Sep. 15th, 2010

davywavy: (Default)
According to a recent study, the more often people update and check their Facebook profile, the more likely they are to be narcissistic and self-obsessed.
Fortunately the study didn't mention LJ so I reckon I've dodged a bullet there.

This brings me quite neatly onto another story which has been in the news recently about a woman in - possibly predictably - Sunderland who was addicted to playing a Facebook game and spent so long with her arse wedged into her computer chair that she got only 2-3 hours of sleep every night, let her pets starve to death, and left her children to eat nothing but cold baked beans and drink the liquid from the cans to slake their thirst. I might be unusual in this, but my immediate reaction to this story was "A facebook game? Blimey, if it'd been Civ or Total War I'd've understood, but Facebook, really?".
Some people have said that this lady, who we'll call Mrs Evil McStupid as that's probably pretty close to her name, obviously had a problem but as far as I'm concerned there was nothing wrong with her which a firm boot up the arse wouldn't have gone a long way to solving.
The next thing which really struck me about this story was the ages of her children; they were 9, 10, and 13. Now I'd be the first to admit that I wasn't the world's most useful 13 year old, but by that age even I had figured out the equation (beans + heat) + (bread + heat) = beans on toast and so I can't help but wonder just what was going on in that household. It sounds to me like something out of Dickens.

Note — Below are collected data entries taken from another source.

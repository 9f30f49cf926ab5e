//! Connection registry mapping authenticated users to live sockets
//!
//! One connection per user: a new socket for an already-registered user
//! replaces the previous sender, so stale connections stop receiving
//! events as soon as the client reconnects.

use std::collections::HashMap;
use std::sync::Mutex;

use tokio::sync::mpsc;
use uuid::Uuid;

use super::events::ServerEvent;

/// Handle for pushing events to one connected client
pub type EventSender = mpsc::UnboundedSender<ServerEvent>;

/// Presence tracking and event fan-out
pub trait ConnectionRegistry: Send + Sync {
    /// Register a user's connection, replacing any previous one
    fn register(&self, user_id: Uuid, sender: EventSender);

    /// Remove a user's connection if the given sender still owns it
    fn unregister(&self, user_id: Uuid, sender: &EventSender);

    /// Deliver an event to one user; false when the user is offline
    fn send_to(&self, user_id: Uuid, event: ServerEvent) -> bool;

    /// Deliver an event to every connected user
    fn broadcast(&self, event: ServerEvent);

    /// IDs of all currently connected users
    fn online_users(&self) -> Vec<Uuid>;

    fn is_online(&self, user_id: Uuid) -> bool;
}

/// In-process registry backed by a mutex-guarded map
#[derive(Default)]
pub struct InMemoryRegistry {
    connections: Mutex<HashMap<Uuid, EventSender>>,
}

impl InMemoryRegistry {
    pub fn new() -> Self {
        Self::default()
    }
}

impl ConnectionRegistry for InMemoryRegistry {
    fn register(&self, user_id: Uuid, sender: EventSender) {
        let mut connections = self.connections.lock().unwrap();
        connections.insert(user_id, sender);
    }

    fn unregister(&self, user_id: Uuid, sender: &EventSender) {
        let mut connections = self.connections.lock().unwrap();
        // A reconnect may have replaced this entry already
        if connections
            .get(&user_id)
            .is_some_and(|current| current.same_channel(sender))
        {
            connections.remove(&user_id);
        }
    }

    fn send_to(&self, user_id: Uuid, event: ServerEvent) -> bool {
        let connections = self.connections.lock().unwrap();
        match connections.get(&user_id) {
            Some(sender) => sender.send(event).is_ok(),
            None => false,
        }
    }

    fn broadcast(&self, event: ServerEvent) {
        let connections = self.connections.lock().unwrap();
        for sender in connections.values() {
            let _ = sender.send(event.clone());
        }
    }

    fn online_users(&self) -> Vec<Uuid> {
        let connections = self.connections.lock().unwrap();
        connections.keys().copied().collect()
    }

    fn is_online(&self, user_id: Uuid) -> bool {
        let connections = self.connections.lock().unwrap();
        connections.contains_key(&user_id)
    }
}

#[cfg(test)]
mod tests {
    use super::*;
    use crate::realtime::events::PresenceStatus;
    use chrono::Utc;

    fn status_event(user_id: Uuid) -> ServerEvent {
        ServerEvent::UserStatusChange {
            user_id,
            status: PresenceStatus::Online,
            timestamp: Utc::now(),
        }
    }

    #[test]
    fn test_register_and_send() {
        let registry = InMemoryRegistry::new();
        let user_id = Uuid::new_v4();
        let (tx, mut rx) = mpsc::unbounded_channel();

        registry.register(user_id, tx);
        assert!(registry.is_online(user_id));
        assert_eq!(registry.online_users(), vec![user_id]);

        assert!(registry.send_to(user_id, status_event(user_id)));
        assert!(rx.try_recv().is_ok());

        assert!(!registry.send_to(Uuid::new_v4(), status_event(user_id)));
    }

    #[test]
    fn test_broadcast_reaches_every_connection() {
        let registry = InMemoryRegistry::new();
        let (tx_a, mut rx_a) = mpsc::unbounded_channel();
        let (tx_b, mut rx_b) = mpsc::unbounded_channel();
        registry.register(Uuid::new_v4(), tx_a);
        registry.register(Uuid::new_v4(), tx_b);

        registry.broadcast(status_event(Uuid::new_v4()));
        assert!(rx_a.try_recv().is_ok());
        assert!(rx_b.try_recv().is_ok());
    }

    #[test]
    fn test_unregister_ignores_replaced_connection() {
        let registry = InMemoryRegistry::new();
        let user_id = Uuid::new_v4();
        let (old_tx, _old_rx) = mpsc::unbounded_channel();
        let (new_tx, mut new_rx) = mpsc::unbounded_channel();

        registry.register(user_id, old_tx.clone());
        registry.register(user_id, new_tx);

        // The stale connection's teardown must not evict the new one
        registry.unregister(user_id, &old_tx);
        assert!(registry.is_online(user_id));
        assert!(registry.send_to(user_id, status_event(user_id)));
        assert!(new_rx.try_recv().is_ok());
    }

    #[test]
    fn test_unregister_removes_connection() {
        let registry = InMemoryRegistry::new();
        let user_id = Uuid::new_v4();
        let (tx, _rx) = mpsc::unbounded_channel();

        registry.register(user_id, tx.clone());
        registry.unregister(user_id, &tx);
        assert!(!registry.is_online(user_id));
        assert!(registry.online_users().is_empty());
    }
}
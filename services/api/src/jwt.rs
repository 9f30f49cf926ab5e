//! JWT service for token generation and validation
//!
//! Signs access and refresh tokens with a shared HS256 secret. Refresh
//! tokens can only be exchanged for new token pairs, never used to
//! authenticate a request directly.

use anyhow::Result;
use jsonwebtoken::{DecodingKey, EncodingKey, Header, Validation, decode, encode};
use serde::{Deserialize, Serialize};
use std::time::{SystemTime, UNIX_EPOCH};
use uuid::Uuid;

/// JWT configuration
#[derive(Debug, Clone)]
pub struct JwtConfig {
    /// Shared secret for signing and verifying tokens
    pub secret: String,
    /// Access token expiration time in seconds (default: 1 hour)
    pub access_token_expiry: u64,
    /// Refresh token expiration time in seconds (default: 7 days)
    pub refresh_token_expiry: u64,
}

impl JwtConfig {
    /// Create a new JwtConfig from environment variables
    ///
    /// # Environment Variables
    /// - `JWT_SECRET`: HS256 signing secret (required)
    /// - `JWT_ACCESS_TOKEN_EXPIRY`: Access token expiry in seconds (default: 3600)
    /// - `JWT_REFRESH_TOKEN_EXPIRY`: Refresh token expiry in seconds (default: 604800)
    pub fn from_env() -> Result<Self> {
        let secret = std::env::var("JWT_SECRET")
            .map_err(|_| anyhow::anyhow!("JWT_SECRET environment variable not set"))?;

        let access_token_expiry = std::env::var("JWT_ACCESS_TOKEN_EXPIRY")
            .unwrap_or_else(|_| "3600".to_string())
            .parse()
            .unwrap_or(3600);

        let refresh_token_expiry = std::env::var("JWT_REFRESH_TOKEN_EXPIRY")
            .unwrap_or_else(|_| "604800".to_string()) // 7 days
            .parse()
            .unwrap_or(604800);

        Ok(JwtConfig {
            secret,
            access_token_expiry,
            refresh_token_expiry,
        })
    }
}

/// JWT claims structure
#[derive(Debug, Serialize, Deserialize)]
pub struct Claims {
    /// User ID
    pub sub: Uuid,
    /// User email
    pub email: String,
    /// Issued at time
    pub iat: u64,
    /// Expiration time
    pub exp: u64,
    /// Token type (access or refresh)
    pub token_type: TokenType,
}

/// Token type enum
#[derive(Debug, Serialize, Deserialize, Clone, Copy, PartialEq)]
pub enum TokenType {
    /// Access token
    Access,
    /// Refresh token
    Refresh,
}

/// Access/refresh token pair returned on login and refresh
#[derive(Debug, Serialize)]
pub struct TokenPair {
    pub access_token: String,
    pub refresh_token: String,
    pub expires_in: u64,
}

/// JWT service
#[derive(Clone)]
pub struct JwtService {
    encoding_key: EncodingKey,
    decoding_key: DecodingKey,
    validation: Validation,
    config: JwtConfig,
}

impl JwtService {
    /// Initialize a new JWT service
    pub fn new(config: JwtConfig) -> Self {
        let encoding_key = EncodingKey::from_secret(config.secret.as_bytes());
        let decoding_key = DecodingKey::from_secret(config.secret.as_bytes());
        let mut validation = Validation::new(jsonwebtoken::Algorithm::HS256);
        validation.validate_exp = true;

        JwtService {
            encoding_key,
            decoding_key,
            validation,
            config,
        }
    }

    /// Generate an access/refresh token pair for a user
    pub fn generate_token_pair(&self, user_id: Uuid, email: &str) -> Result<TokenPair> {
        let access_token = self.generate_token(user_id, email, TokenType::Access)?;
        let refresh_token = self.generate_token(user_id, email, TokenType::Refresh)?;

        Ok(TokenPair {
            access_token,
            refresh_token,
            expires_in: self.config.access_token_expiry,
        })
    }

    fn generate_token(&self, user_id: Uuid, email: &str, token_type: TokenType) -> Result<String> {
        let now = SystemTime::now()
            .duration_since(UNIX_EPOCH)
            .map_err(|e| anyhow::anyhow!("Failed to get current time: {}", e))?
            .as_secs();

        let expiry = match token_type {
            TokenType::Access => self.config.access_token_expiry,
            TokenType::Refresh => self.config.refresh_token_expiry,
        };

        let claims = Claims {
            sub: user_id,
            email: email.to_string(),
            iat: now,
            exp: now + expiry,
            token_type,
        };

        let token = encode(
            &Header::new(jsonwebtoken::Algorithm::HS256),
            &claims,
            &self.encoding_key,
        )?;
        Ok(token)
    }

    /// Validate a token and return the claims
    pub fn validate_token(&self, token: &str) -> Result<Claims> {
        let token_data = decode::<Claims>(token, &self.decoding_key, &self.validation)?;
        Ok(token_data.claims)
    }

    /// Validate an access token, rejecting refresh tokens
    pub fn validate_access_token(&self, token: &str) -> Result<Claims> {
        let claims = self.validate_token(token)?;
        if claims.token_type != TokenType::Access {
            return Err(anyhow::anyhow!("Token is not an access token"));
        }
        Ok(claims)
    }

    /// Exchange a refresh token for a new token pair
    pub fn refresh_token_pair(&self, refresh_token: &str) -> Result<TokenPair> {
        let claims = self.validate_token(refresh_token)?;
        if claims.token_type != TokenType::Refresh {
            return Err(anyhow::anyhow!("Token is not a refresh token"));
        }
        self.generate_token_pair(claims.sub, &claims.email)
    }
}

#[cfg(test)]
mod tests {
    use super::*;

    fn service() -> JwtService {
        JwtService::new(JwtConfig {
            secret: "test-secret".to_string(),
            access_token_expiry: 3600,
            refresh_token_expiry: 604800,
        })
    }

    #[test]
    fn test_token_pair_round_trip() {
        let service = service();
        let user_id = Uuid::new_v4();
        let pair = service.generate_token_pair(user_id, "alice@example.com").unwrap();

        let claims = service.validate_access_token(&pair.access_token).unwrap();
        assert_eq!(claims.sub, user_id);
        assert_eq!(claims.email, "alice@example.com");
        assert_eq!(claims.token_type, TokenType::Access);
        assert_eq!(pair.expires_in, 3600);
    }

    #[test]
    fn test_refresh_token_rejected_as_access() {
        let service = service();
        let pair = service
            .generate_token_pair(Uuid::new_v4(), "bob@example.com")
            .unwrap();

        assert!(service.validate_access_token(&pair.refresh_token).is_err());
    }

    #[test]
    fn test_refresh_exchange_requires_refresh_token() {
        let service = service();
        let user_id = Uuid::new_v4();
        let pair = service.generate_token_pair(user_id, "carol@example.com").unwrap();

        let new_pair = service.refresh_token_pair(&pair.refresh_token).unwrap();
        let claims = service.validate_access_token(&new_pair.access_token).unwrap();
        assert_eq!(claims.sub, user_id);

        assert!(service.refresh_token_pair(&pair.access_token).is_err());
    }

    #[test]
    fn test_tampered_token_is_rejected() {
        let service = service();
        let pair = service
            .generate_token_pair(Uuid::new_v4(), "dave@example.com")
            .unwrap();

        let mut tampered = pair.access_token.clone();
        tampered.push('x');
        assert!(service.validate_token(&tampered).is_err());

        let other = JwtService::new(JwtConfig {
            secret: "different-secret".to_string(),
            access_token_expiry: 3600,
            refresh_token_expiry: 604800,
        });
        assert!(other.validate_token(&pair.access_token).is_err());
    }
}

Little William slicked down his hair and straightened the bow on his sailor suit for the third time. He looked down at his sister, quivering by his side. "Come, Polly", he said. "We can delay no longer. If we do not speak to mother now, like as not our brother Tom shall be carried away by the 'flux 'ere the night is done."
Polly did not answer, but simply slipped her hand into his. It shook like a tiny bird in his palm, for William, despite his nickname, was a tall and strong lad for his age whilst his sister was a pale and thin slip of a girl but two summers younger.
Steeling himself, he pushed open the door to the lounge in which sat his mother. His mother! What an ogress was she! Twisted by the compulsions which racked her. Some fell to gin, some to vice. For William's mother it was the siren lure of World of Warcraft. Her elephantine behind crammed into a chair two sizes too small, she wheezed as she sat and took occasional drags of her bottle of Jolt cola.
William coughed. "If you please, mama?", he said. There was no reply. He coughed again, louder. "Mama? If you please?"
The ogress span around, he face contorted with rage. "What do you want, you littel bleeder?" she cried. "I'm questin' wiv me guild!"
William stood his ground. "If you please, mama, but we are hungry. It has been some time since we last ate?"
"Beans!" retorted his mother. "Cold beans! That's what's good enough for yer, and nothin' but! They'll fill yer up. Now sod off and let us be. Horgus the Ravager ain't gonna kill himself, yer know."
"Might you...", piped up Polly. "Might you show us how to heat them on the cooker, please, mama?"
"It's always the same wiv you lot", was the reply. "You want to be lernin' this an' lernin' that. I'll tell you. Lernin' won't be any use to yer. Get yerself a copy of Starcraft 2 and practise until yer in the Korean professional leagues. I'll lern yer how to heat beans then and not before! Now get aht."
"Come, Polly", said William, drawing her from the room. "Let us fall to our beans. They may be cold but they shall be seasoned with our love for each other, which is the most flavoursome meal of all."
"Oh, William", said Polly. "If only Towser and Tiddles, our dog and cat, had not starved. I did wish to give them some of my beans if only mama had allowed it."
William nodded. "Perhaps today our wealthy uncle, Mr Richpigge, will reply to his email and allow us to live in his big house with many cats and dogs. I shall look at the computer when mama is sleeping."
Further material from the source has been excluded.